What Makes Clinton Portis Run?
The Redskins' Star Has Always Had Plenty on His Mind
Sunday, December 14, 2008; Page A01
W hen the days end and Clinton Portis climbs into his car at Redskins Park -- which, depending on the season or the day of the week or his mood, could be the Maserati or the Bentley or the Maybach, and don't think the choices stop there -- he winds his way back through the woods and up the driveway to his seven-bedroom mansion tucked into the Northern Virginia suburbs. Whether he has practiced or not, whether he has commented on the state of his health or his team or his coaching staff, he is in a cocoon there. "My home," he said last week, leaning on the back of the gold sectional couch that dominates his living room.
His mother, Rhonnel Hearn, may have cooked dinner if Clinton wasn't tending to the task himself, pork chops or catfish or fried chicken or all of the above. His baby son, born this offseason to Portis and his girlfriend, may be crying upstairs or preparing to wake him in the middle of the night. And his big brother, Gary Hampton, may be there to take it all in, the flat-screen television above the fireplace, the pool table. Portis has enjoyed such amenities all his adult life, but they are still new, still fresh to Hampton.
The superficial stuff about Portis is easy to grasp. People know about the 5,876 yards he has gained for the Washington Redskins, a total exceeded in franchise history only by John Riggins, the Hall of Famer. They know about the roughly $20 million he is guaranteed from the Redskins by the time his contract is up, after the 2010 season. They know what happens when he has something on his mind.
"I say it," he said, and that might be criticizing his offensive line in September and then praising it a few victories later, or this week delivering a crushing assessment of his rookie head coach on "The John Thompson Show." He seethed about playing sparingly in the second half of last Sunday's loss to the Baltimore Ravens and responded on the radio by sarcastically calling Coach Jim Zorn a "genius." It was Portis at his most combative and competitive. The target happened to be Zorn, but depending on how he's feeling about the team's performance, it could have been anyone.

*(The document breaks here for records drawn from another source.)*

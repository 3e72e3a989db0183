// Field descriptor model: immutable per-record-type metadata consulted by every walk.
use std::collections::HashSet;
use std::fmt;
use std::sync::{Arc, OnceLock, Weak};

use crate::core::error::{Error, ErrorKind};

/// Storage width of an integer or enum field. Values travel as `i64`.
#[derive(Clone, Copy, Debug, Eq, PartialEq, Hash)]
pub enum IntWidth {
    I8,
    I16,
    I32,
    I64,
    U8,
    U16,
    U32,
}

impl IntWidth {
    pub fn min(self) -> i64 {
        match self {
            IntWidth::I8 => i8::MIN as i64,
            IntWidth::I16 => i16::MIN as i64,
            IntWidth::I32 => i32::MIN as i64,
            IntWidth::I64 => i64::MIN,
            IntWidth::U8 | IntWidth::U16 | IntWidth::U32 => 0,
        }
    }

    pub fn max(self) -> i64 {
        match self {
            IntWidth::I8 => i8::MAX as i64,
            IntWidth::I16 => i16::MAX as i64,
            IntWidth::I32 => i32::MAX as i64,
            IntWidth::I64 => i64::MAX,
            IntWidth::U8 => u8::MAX as i64,
            IntWidth::U16 => u16::MAX as i64,
            IntWidth::U32 => u32::MAX as i64,
        }
    }

    pub fn contains(self, value: i64) -> bool {
        value >= self.min() && value <= self.max()
    }

    pub fn as_str(self) -> &'static str {
        match self {
            IntWidth::I8 => "i8",
            IntWidth::I16 => "i16",
            IntWidth::I32 => "i32",
            IntWidth::I64 => "i64",
            IntWidth::U8 => "u8",
            IntWidth::U16 => "u16",
            IntWidth::U32 => "u32",
        }
    }

    pub fn parse(name: &str) -> Option<Self> {
        let width = match name {
            "i8" => IntWidth::I8,
            "i16" => IntWidth::I16,
            "i32" => IntWidth::I32,
            "i64" => IntWidth::I64,
            "u8" => IntWidth::U8,
            "u16" => IntWidth::U16,
            "u32" => IntWidth::U32,
            _ => return None,
        };
        Some(width)
    }
}

impl fmt::Display for IntWidth {
    fn fmt(&self, f: &mut fmt::Formatter<'_>) -> fmt::Result {
        f.write_str(self.as_str())
    }
}

/// Underlying width plus the declared members of an enumeration.
///
/// Members are informational unless strict enum decoding is requested; the
/// default decode accepts any code that fits `width`.
#[derive(Clone, Debug, Eq, PartialEq)]
pub struct EnumSpec {
    pub width: IntWidth,
    pub members: Vec<(String, i64)>,
}

impl EnumSpec {
    pub fn new(width: IntWidth) -> Self {
        Self {
            width,
            members: Vec::new(),
        }
    }

    pub fn member(mut self, name: impl Into<String>, code: i64) -> Self {
        self.members.push((name.into(), code));
        self
    }

    pub fn is_member(&self, code: i64) -> bool {
        self.members.iter().any(|(_, value)| *value == code)
    }

    pub fn name_of(&self, code: i64) -> Option<&str> {
        self.members
            .iter()
            .find(|(_, value)| *value == code)
            .map(|(name, _)| name.as_str())
    }
}

/// Link from a record, embedded or array field to the record type it holds.
///
/// Links never resolve while a descriptor is being built, so a type may refer
/// to itself (directly or through other types).
#[derive(Clone)]
pub struct NestedType(Link);

#[derive(Clone)]
enum Link {
    Shared(Arc<RecordDescriptor>),
    Static(fn() -> &'static Arc<RecordDescriptor>),
    Deferred {
        name: Arc<str>,
        target: Arc<OnceLock<Binding>>,
    },
}

#[derive(Clone)]
enum Binding {
    Strong(Arc<RecordDescriptor>),
    // Links inside a reference cycle; the owning table keeps the target alive.
    Weak(Weak<RecordDescriptor>),
}

impl NestedType {
    pub fn shared(descriptor: Arc<RecordDescriptor>) -> Self {
        Self(Link::Shared(descriptor))
    }

    /// Link to a type whose descriptor lives in a static, e.g. a typed record.
    pub fn lazy(descriptor: fn() -> &'static Arc<RecordDescriptor>) -> Self {
        Self(Link::Static(descriptor))
    }

    /// Unbound link by name; `bind` or `bind_weak` must run before use.
    pub(crate) fn deferred(name: &str) -> Self {
        Self(Link::Deferred {
            name: Arc::from(name),
            target: Arc::new(OnceLock::new()),
        })
    }

    // The first binding wins; later calls and non-deferred links are no-ops.
    pub(crate) fn bind(&self, descriptor: &Arc<RecordDescriptor>) {
        if let Link::Deferred { target, .. } = &self.0 {
            target.get_or_init(|| Binding::Strong(Arc::clone(descriptor)));
        }
    }

    pub(crate) fn bind_weak(&self, descriptor: &Arc<RecordDescriptor>) {
        if let Link::Deferred { target, .. } = &self.0 {
            target.get_or_init(|| Binding::Weak(Arc::downgrade(descriptor)));
        }
    }

    pub fn name(&self) -> &str {
        match &self.0 {
            Link::Shared(descriptor) => descriptor.name(),
            Link::Static(descriptor) => descriptor().name(),
            Link::Deferred { name, .. } => &**name,
        }
    }

    pub fn resolve(&self) -> Result<Arc<RecordDescriptor>, Error> {
        let resolved = match &self.0 {
            Link::Shared(descriptor) => Some(Arc::clone(descriptor)),
            Link::Static(descriptor) => Some(Arc::clone(descriptor())),
            Link::Deferred { target, .. } => match target.get() {
                Some(Binding::Strong(descriptor)) => Some(Arc::clone(descriptor)),
                Some(Binding::Weak(descriptor)) => descriptor.upgrade(),
                None => None,
            },
        };
        resolved.ok_or_else(|| {
            Error::new(ErrorKind::Internal)
                .with_message(format!("record type `{}` is no longer loaded", self.name()))
                .with_hint("Keep the Schema alive while its descriptors are in use.")
        })
    }

    /// True when `descriptor` has the linked type's shape.
    pub fn matches(&self, descriptor: &RecordDescriptor) -> bool {
        self.resolve()
            .is_ok_and(|nested| nested.same_shape(descriptor))
    }
}

impl From<Arc<RecordDescriptor>> for NestedType {
    fn from(descriptor: Arc<RecordDescriptor>) -> Self {
        Self::shared(descriptor)
    }
}

// Name only; following the link could recurse forever on cyclic types.
impl fmt::Debug for NestedType {
    fn fmt(&self, f: &mut fmt::Formatter<'_>) -> fmt::Result {
        f.debug_tuple("NestedType").field(&self.name()).finish()
    }
}

#[derive(Clone, Debug)]
pub enum FieldKind {
    Integer(IntWidth),
    Enum(EnumSpec),
    /// Inline byte buffer; capacity counts the terminator.
    FixedString(usize),
    OwnedString,
    /// Optional reference to a child record.
    Record(NestedType),
    /// Required child record stored inline.
    Embedded(NestedType),
    Array(NestedType),
}

impl FieldKind {
    pub fn label(&self) -> &'static str {
        match self {
            FieldKind::Integer(_) => "integer",
            FieldKind::Enum(_) => "enum",
            FieldKind::FixedString(_) => "fixed_string",
            FieldKind::OwnedString => "owned_string",
            FieldKind::Record(_) => "record",
            FieldKind::Embedded(_) => "embedded",
            FieldKind::Array(_) => "array",
        }
    }

    pub fn nested(&self) -> Option<&NestedType> {
        match self {
            FieldKind::Record(nested) | FieldKind::Embedded(nested) | FieldKind::Array(nested) => {
                Some(nested)
            }
            _ => None,
        }
    }

    /// Kinds that decode to "absent" when their key is missing.
    pub fn is_optional(&self) -> bool {
        matches!(self, FieldKind::OwnedString | FieldKind::Record(_))
    }
}

#[derive(Clone, Debug)]
pub struct FieldDescriptor {
    name: String,
    kind: FieldKind,
}

impl FieldDescriptor {
    pub fn new(name: impl Into<String>, kind: FieldKind) -> Self {
        Self {
            name: name.into(),
            kind,
        }
    }

    pub fn name(&self) -> &str {
        &self.name
    }

    pub fn kind(&self) -> &FieldKind {
        &self.kind
    }
}

#[derive(Debug)]
pub struct RecordDescriptor {
    name: String,
    fields: Vec<FieldDescriptor>,
}

impl RecordDescriptor {
    pub fn builder(name: impl Into<String>) -> RecordDescriptorBuilder {
        RecordDescriptorBuilder {
            name: name.into(),
            fields: Vec::new(),
        }
    }

    pub fn name(&self) -> &str {
        &self.name
    }

    pub fn fields(&self) -> &[FieldDescriptor] {
        &self.fields
    }

    pub fn len(&self) -> usize {
        self.fields.len()
    }

    pub fn is_empty(&self) -> bool {
        self.fields.is_empty()
    }

    pub fn field(&self, index: usize) -> Option<&FieldDescriptor> {
        self.fields.get(index)
    }

    pub fn field_index(&self, name: &str) -> Option<usize> {
        self.fields.iter().position(|field| field.name == name)
    }

    /// Descriptors are compared by identity first; two independently built
    /// descriptors match when names and field layouts agree, following
    /// nested types (cycles included) all the way down.
    pub fn same_shape(&self, other: &RecordDescriptor) -> bool {
        shape_eq(self, other, &mut HashSet::new())
    }
}

// Pairs already on the comparison stack are assumed equal, which keeps the
// walk finite on recursive types.
fn shape_eq(
    a: &RecordDescriptor,
    b: &RecordDescriptor,
    visiting: &mut HashSet<(usize, usize)>,
) -> bool {
    if std::ptr::eq(a, b) {
        return true;
    }
    let key = (a as *const RecordDescriptor as usize, b as *const RecordDescriptor as usize);
    if !visiting.insert(key) {
        return true;
    }
    a.name == b.name
        && a.fields.len() == b.fields.len()
        && a
            .fields
            .iter()
            .zip(b.fields.iter())
            .all(|(x, y)| x.name == y.name && same_kind(&x.kind, &y.kind, visiting))
}

// Enum member names are labels only; the stored width is what matters.
fn same_kind(a: &FieldKind, b: &FieldKind, visiting: &mut HashSet<(usize, usize)>) -> bool {
    match (a, b) {
        (FieldKind::Integer(x), FieldKind::Integer(y)) => x == y,
        (FieldKind::Enum(x), FieldKind::Enum(y)) => x.width == y.width,
        (FieldKind::FixedString(x), FieldKind::FixedString(y)) => x == y,
        (FieldKind::OwnedString, FieldKind::OwnedString) => true,
        (FieldKind::Record(x), FieldKind::Record(y))
        | (FieldKind::Embedded(x), FieldKind::Embedded(y))
        | (FieldKind::Array(x), FieldKind::Array(y)) => match (x.resolve(), y.resolve()) {
            (Ok(x), Ok(y)) => shape_eq(&x, &y, visiting),
            _ => false,
        },
        _ => false,
    }
}

#[derive(Debug)]
pub struct RecordDescriptorBuilder {
    name: String,
    fields: Vec<FieldDescriptor>,
}

impl RecordDescriptorBuilder {
    pub fn field(mut self, name: impl Into<String>, kind: FieldKind) -> Self {
        self.fields.push(FieldDescriptor::new(name, kind));
        self
    }

    pub fn build(self) -> Result<Arc<RecordDescriptor>, Error> {
        if self.name.is_empty() {
            return Err(Error::new(ErrorKind::Schema).with_message("record name is empty"));
        }
        self.validate_fields()?;
        Ok(Arc::new(RecordDescriptor {
            name: self.name,
            fields: self.fields,
        }))
    }

    fn validate_fields(&self) -> Result<(), Error> {
        let mut seen = HashSet::new();
        for field in &self.fields {
            let invalid = |message: String| {
                Err(Error::new(ErrorKind::Schema)
                    .with_message(message)
                    .with_record(self.name.clone())
                    .with_field(field.name.clone()))
            };
            if field.name.is_empty() {
                return invalid("field name is empty".to_string());
            }
            if !seen.insert(field.name.as_str()) {
                return invalid(format!("duplicate field name `{}`", field.name));
            }
            match &field.kind {
                FieldKind::FixedString(0) => {
                    return invalid("fixed string capacity must be greater than zero".to_string());
                }
                FieldKind::Enum(spec) => {
                    if let Some((member, code)) = spec
                        .members
                        .iter()
                        .find(|(_, code)| !spec.width.contains(*code))
                    {
                        return invalid(format!(
                            "enum member `{member}` = {code} does not fit {}",
                            spec.width
                        ));
                    }
                }
                _ => {}
            }
        }
        Ok(())
    }
}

The Redskins' season, featuring four losses in five games, is crumbling, and if they don't beat the Cincinnati Bengals today, they have little hope of reaching the playoffs. The 27-year-old man who could carry them there looked neither like workhorse back nor lightning rod Wednesday night, wearing black slippers, sweatpants and only a white T-shirt over his rounded shoulders, mumbling only a word or two as his family buzzed around him.
He had just endured the scrutiny that followed his incendiary comments, a meeting with reporters at Redskins Park in which the questions basically boiled down to: Are you on board? It is, Portis believes, a simple question about a complex issue, and there is likely no more complex Redskin than Clinton Earl Portis.
"People don't understand," Portis said. "People don't know. Everybody's opinions is their opinions. People don't know whole stories about a life."
People don't know that by the time Gary Hampton saw his brother play in an NFL game, in September against the New Orleans Saints at FedEx Field, he was 38. They don't know that when Portis scored the first of his two touchdowns that day and faced the front row of the stands in the west end zone, the kiss he blew was not only to his mother, but to his big brother, the first post-touchdown buss Hampton had ever received.
And people certainly don't know that later that evening, Gary Hampton returned from watching Portis play, entered his new home, the one owned by his brother, walked back into his new room, stepped into the adjacent bathroom and shut the door behind him. People don't know that when he did, he cried.
An Understanding of the Life
Clinton Portis saw all of it when he was 9, maybe 10. His mother worked at an electrical transformer plant from 6 in the morning until 2 in the afternoon, so Rhonnel Hearn's house in Laurel, Miss., was open for business whether Hearn endorsed it or not. Everyone knew that by 2:15 p.m., she'd be pulling her car back in the driveway, blaring her horn.
When his mother was away, Clinton would see the mounds on the kitchen table. Flour, he figured, in one pile. Sugar, he figured, in another. "Don't touch it," his older brother would say. It was nothing to see guns. Assault rifles. Pistols stuck in the bushes. Portis's eyes widen at the thought, even now.
"I had an understanding of it," Portis said. "I knew exactly what was going on."